Issue (i): whether works contracts involving supply and affixation of materials can be treated as "sale of goods" within Entry 54 of the State List
Analysis: The decisive inquiry was whether the constitutional expression "sale of goods" must be confined to the ordinary legal meaning of a completed transfer of property for price, or whether it could be read widely enough to include the materials element in composite works contracts. The Court treated the legislative entry as requiring a liberal construction, but also recognised that a taxable sale must still contain the essential ingredients of sale, namely goods, a bargain for price, payment or promise of price, and passing of title. On the facts, the contracts for electrical installations and fittings involved substantial supply of materials for money consideration, and the fact that the materials were affixed to immovable property before completion did not, by itself, exclude the existence of a sale element.
Conclusion: The works contracts were held to involve sale of goods to the extent of the materials supplied, and the State Legislature had competence under Entry 54 to tax that element.
Issue (ii): whether the transactions, if sales, were sales in the course of inter-State trade or commerce and, if so, whether the validating legislation removed the constitutional bar
Analysis: The materials were dispatched from outside the State for delivery and use in Madhya Bharat, and therefore the sales element was treated as occurring in the course of inter-State trade or commerce. The Court further held that the validating legislation cured the constitutional defect for the relevant period, and that the existence of Section 23A in the State Act did not prevent the validating enactment from operating on the earlier assessments. The challenge based on inter-State character therefore failed.

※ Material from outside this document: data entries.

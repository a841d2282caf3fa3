//! # Rentwell Rental API
//!
//! Binary entry point: configuration, database, router, serve.

use std::sync::Arc;

use tracing::{error, info};
use tracing_subscriber::EnvFilter;

use rentwell_api::config::ApiConfig;
use rentwell_api::{build_router, AppState};
use rentwell_db::Database;

#[tokio::main]
async fn main() -> Result<(), Box<dyn std::error::Error>> {
    // Initialize tracing (RUST_LOG overrides the default level)
    tracing_subscriber::fmt()
        .with_env_filter(
            EnvFilter::try_from_default_env().unwrap_or_else(|_| EnvFilter::new("info")),
        )
        .with_target(true)
        .with_thread_ids(true)
        .init();

    info!("Starting Rentwell rental API...");

    // Load configuration
    let config = ApiConfig::load()?;
    info!(
        addr = %config.bind_address(),
        database = %config.database.path.display(),
        pricing_policy = %config.rentals.pricing_policy,
        "Configuration loaded"
    );

    // Open database (runs migrations)
    let db = Database::new(config.db_config()).await?;
    let (applied, total) = db.migration_status().await?;
    info!(applied, total, "Database ready");

    let addr = config.bind_address();
    let state = Arc::new(AppState::new(db.clone(), config));
    let router = build_router(state);

    let listener = tokio::net::TcpListener::bind(&addr).await?;
    info!(%addr, "Listening");

    axum::serve(listener, router)
        .with_graceful_shutdown(shutdown_signal())
        .await?;

    db.close().await;
    info!("Server shutdown complete");
    Ok(())
}

/// Graceful shutdown signal handler.
async fn shutdown_signal() {
    let ctrl_c = async {
        if let Err(e) = tokio::signal::ctrl_c().await {
            error!(error = %e, "Failed to install Ctrl+C handler");
            std::future::pending::<()>().await;
        }
    };

    #[cfg(unix)]
    let terminate = async {
        match tokio::signal::unix::signal(tokio::signal::unix::SignalKind::terminate()) {
            Ok(mut signal) => {
                signal.recv().await;
            }
            Err(e) => {
                error!(error = %e, "Failed to install SIGTERM handler");
                std::future::pending::<()>().await;
            }
        }
    };

    #[cfg(not(unix))]
    let terminate = std::future::pending::<()>();

    tokio::select! {
        _ = ctrl_c => {},
        _ = terminate => {},
    }

    info!("Shutdown signal received, starting graceful shutdown...");
}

Conclusion: The inter-State trade objection did not succeed, and the validating legislation was held effective to sustain the levy for the relevant period.
Issue (iii): whether Rule 8 of the Madhya Bharat Sales Tax Rules, which prescribed an artificial method for determining the sale price in works contracts, was ultra vires
Analysis: The rule permitted deduction of only a percentage fixed by the Commissioner from the lump sum consideration for a works contract, rather than determining the actual price of the materials sold. The Court accepted that the Act contained sufficient machinery to tax the materials element in a composite contract, but held that the particular rule adopted an artificial and arbitrary standard that did not reliably ascertain the price of the goods sold and risked taxing services as well as goods. That method was incompatible with the constitutional power to tax sales of goods.
Conclusion: Rule 8 was held ultra vires and void.
Final Conclusion: The petition succeeded only to the extent that Rule 8 was struck down, while the challenge to the levy on works-contract materials and the inter-State objection failed.
Ratio Decidendi: A composite works contract may contain a taxable sale element where goods are transferred for price, but any rule used to assess tax on that element must ascertain the true price of the goods sold and cannot impose an arbitrary or artificial proxy that effectively taxes labour or services.